I am sorry to read that you feel this way Todd. As a fellow bicycle commuter and former supporter of the Red Deer Association for Bicycle Commuting, it is truly disappointing to read your comments.
I have re-read your comments a couple of times in order to try to clarify in my mind what you are saying. If I understand it correctly you like some of the bike lanes but not the ones on 40th Ave and 55th Street, the logic being that those roads are too congested, and therefore our outlook is "myopic".
In fact, it has always been our opinion that bike lanes should be on arterial roads because those are the roads where cyclists need the protection the most. That said, if you look at where bike lanes are located, there are major arterial roads that have been avoided precisely for the reason that they are too congested. Examples include 30th Ave, Gaetz Ave, and Taylor Drive.

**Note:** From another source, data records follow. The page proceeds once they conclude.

//! Saved draw analyses. Only the storage shape lives here; the statistics
//! themselves are computed elsewhere.

use crate::error::{ErrorCollector, RuleViolation, ValidationError};
use crate::simulation::check_name;
use crate::user::Requester;
use chrono::NaiveDateTime;
use serde::{Deserialize, Serialize};
use serde_json::Value;
use std::str::FromStr;

#[derive(Debug, Clone, Copy, PartialEq, Eq, Hash, Serialize, Deserialize)]
#[serde(rename_all = "snake_case")]
pub enum AnalysisType {
    FrequentlySeen,
    RarelySeen,
    Overdue,
    Pattern,
}

impl AnalysisType {
    pub fn as_str(&self) -> &'static str {
        match self {
            AnalysisType::FrequentlySeen => "frequently_seen",
            AnalysisType::RarelySeen => "rarely_seen",
            AnalysisType::Overdue => "overdue",
            AnalysisType::Pattern => "pattern",
        }
    }

    pub fn display_name(&self) -> &'static str {
        match self {
            AnalysisType::FrequentlySeen => "Häufige Zahlen",
            AnalysisType::RarelySeen => "Seltene Zahlen",
            AnalysisType::Overdue => "Überfällige Zahlen",
            AnalysisType::Pattern => "Muster-Analyse",
        }
    }
}

impl FromStr for AnalysisType {
    type Err = RuleViolation;

    fn from_str(s: &str) -> Result<Self, Self::Err> {
        match s {
            "frequently_seen" => Ok(AnalysisType::FrequentlySeen),
            "rarely_seen" => Ok(AnalysisType::RarelySeen),
            "overdue" => Ok(AnalysisType::Overdue),
            "pattern" => Ok(AnalysisType::Pattern),
            other => Err(RuleViolation::format(format!(
                "analysis_type must be one of [frequently_seen, rarely_seen, overdue, pattern], got: '{other}'"
            ))),
        }
    }
}

#[derive(Debug, Clone, PartialEq, Serialize, Deserialize)]
pub struct AnalysisRecord {
    pub id: Option<i64>,
    pub user_clerk_id: String,
    pub analysis_type: AnalysisType,
    pub analysis_name: String,
    pub parameters: Value,
    pub results_json: Value,
    pub chart_data: Value,
    pub is_admin_analysis: bool,
    pub is_public: bool,
    pub created_at: NaiveDateTime,
    pub updated_at: NaiveDateTime,
}

impl AnalysisRecord {
    pub fn new(
        user_clerk_id: &str,
        analysis_type: &str,
        analysis_name: &str,
        parameters: Value,
        results_json: Value,
        chart_data: Value,
        created_at: NaiveDateTime,
    ) -> Result<Self, ValidationError> {
        let mut errors = ErrorCollector::new();
        let kind = errors.check("analysis_type", analysis_type.parse::<AnalysisType>());
        errors.check("analysis_name", check_name(analysis_name));

        match kind {
            Some(analysis_type) if errors.is_empty() => Ok(Self {
                id: None,
                user_clerk_id: user_clerk_id.to_string(),
                analysis_type,
                analysis_name: analysis_name.trim().to_string(),
                parameters,
                results_json,
                chart_data,
                is_admin_analysis: false,
                is_public: false,
                created_at,
                updated_at: created_at,
            }),
            _ => Err(errors.into_error()),
        }
    }

    pub fn display_name(&self) -> &'static str {
        self.analysis_type.display_name()
    }

    pub fn draws_analyzed_count(&self) -> u64 {
        self.results_json
            .pointer("/metadata/total_draws_analyzed")
            .and_then(Value::as_u64)
            .unwrap_or(0)
    }

    pub fn top_6_numbers(&self) -> Vec<u8> {
        self.results_json
            .pointer("/top_numbers/top_6")
            .and_then(Value::as_array)
            .map(|items| {
                items
                    .iter()
                    .filter_map(Value::as_u64)
                    .filter_map(|n| u8::try_from(n).ok())
                    .collect()
            })
            .unwrap_or_default()
    }

    pub fn has_chart_data(&self) -> bool {
        match self.chart_data.get("data") {
            None | Some(Value::Null) | Some(Value::Bool(false)) => false,
            Some(Value::Array(items)) => !items.is_empty(),
            Some(Value::Object(map)) => !map.is_empty(),
            Some(Value::String(s)) => !s.is_empty(),
            Some(_) => true,
        }
    }

    pub fn can_user_access(&self, requester: &Requester) -> bool {
        requester.can_access(&self.user_clerk_id, self.is_public)
    }

    pub fn touch(&mut self, now: NaiveDateTime) {
        self.updated_at = now;
    }
}

#[cfg(test)]
mod tests {
    use super::*;
    use crate::error::ErrorKind;
    use chrono::NaiveDate;
    use serde_json::json;

    fn now() -> NaiveDateTime {
        NaiveDate::from_ymd_opt(2025, 6, 22)
            .unwrap()
            .and_hms_opt(9, 30, 0)
            .unwrap()
    }

    #[test]
    fn accessors_read_the_results_shape() {
        let record = AnalysisRecord::new(
            "user_1",
            "frequently_seen",
            "Top Zahlen 2024",
            json!({"draw_count": 104}),
            json!({
                "top_numbers": {"top_6": [6, 49, 31, 26, 33, 38]},
                "metadata": {"total_draws_analyzed": 104}
            }),
            json!({"data": [{"number": 6, "count": 21}]}),
            now(),
        )
        .unwrap();

        assert_eq!(record.display_name(), "Häufige Zahlen");
        assert_eq!(record.draws_analyzed_count(), 104);
        assert_eq!(record.top_6_numbers(), vec![6, 49, 31, 26, 33, 38]);
        assert!(record.has_chart_data());
    }

    #[test]
    fn missing_sections_default_to_empty() {
        let record = AnalysisRecord::new(
            "user_1",
            "overdue",
            "leer",
            json!({}),
            json!({}),
            json!({"data": []}),
            now(),
        )
        .unwrap();
        assert_eq!(record.draws_analyzed_count(), 0);
        assert!(record.top_6_numbers().is_empty());
        assert!(!record.has_chart_data());
        assert_eq!(record.display_name(), "Überfällige Zahlen");
    }

    #[test]
    fn unknown_type_and_blank_name_are_reported_together() {
        let err = AnalysisRecord::new(
            "user_1",
            "horoscope",
            "",
            json!({}),
            json!({}),
            json!({}),
            now(),
        )
        .unwrap_err();
        assert!(err.has("analysis_type", ErrorKind::Format));
        assert!(err.has("analysis_name", ErrorKind::RequiredField));
    }
}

40th Ave and 55St are different because they go right pass Eastview, Camille, and Lindsay Thurber. The hope and vision is that students will once again ride their bikes to school.
When I worked at Thurber as a vice-principal, my biggest goal was to get as many kids through high school as possible. There were lots of reasons for students to drop out but usually it was because they skipped too many classes and lost hope of passing courses and graduating. The most common reason for skipping classes is because they were working to pay for their cars and car insurance. When I travelled to our twin schools in France and Japan, their schools were not having the same problem because students were not allowed to drive to school. They had to take the bus, walk, or cycle. I know that bike lanes all by themselves will not solve the high school drop out rate, but at least it is a step in the right direction. Until the arrival of the bike lanes, if Thurber students wanted to cycle to school, they had to go past Kerry Wood Nature Centre.
When I began teaching, I began at Eastview, most of the kids arrived by bicycle. Today, their moms drop them off and pick them up, creating a lot of the congestion you are worried about.
You may not agree with the idea that kids should ride their bikes to school, but I don't think the vision is myopic. It may take time for the vision to be realized, but I believe that it is a vision worth pursuing.
We need your help and support, Todd.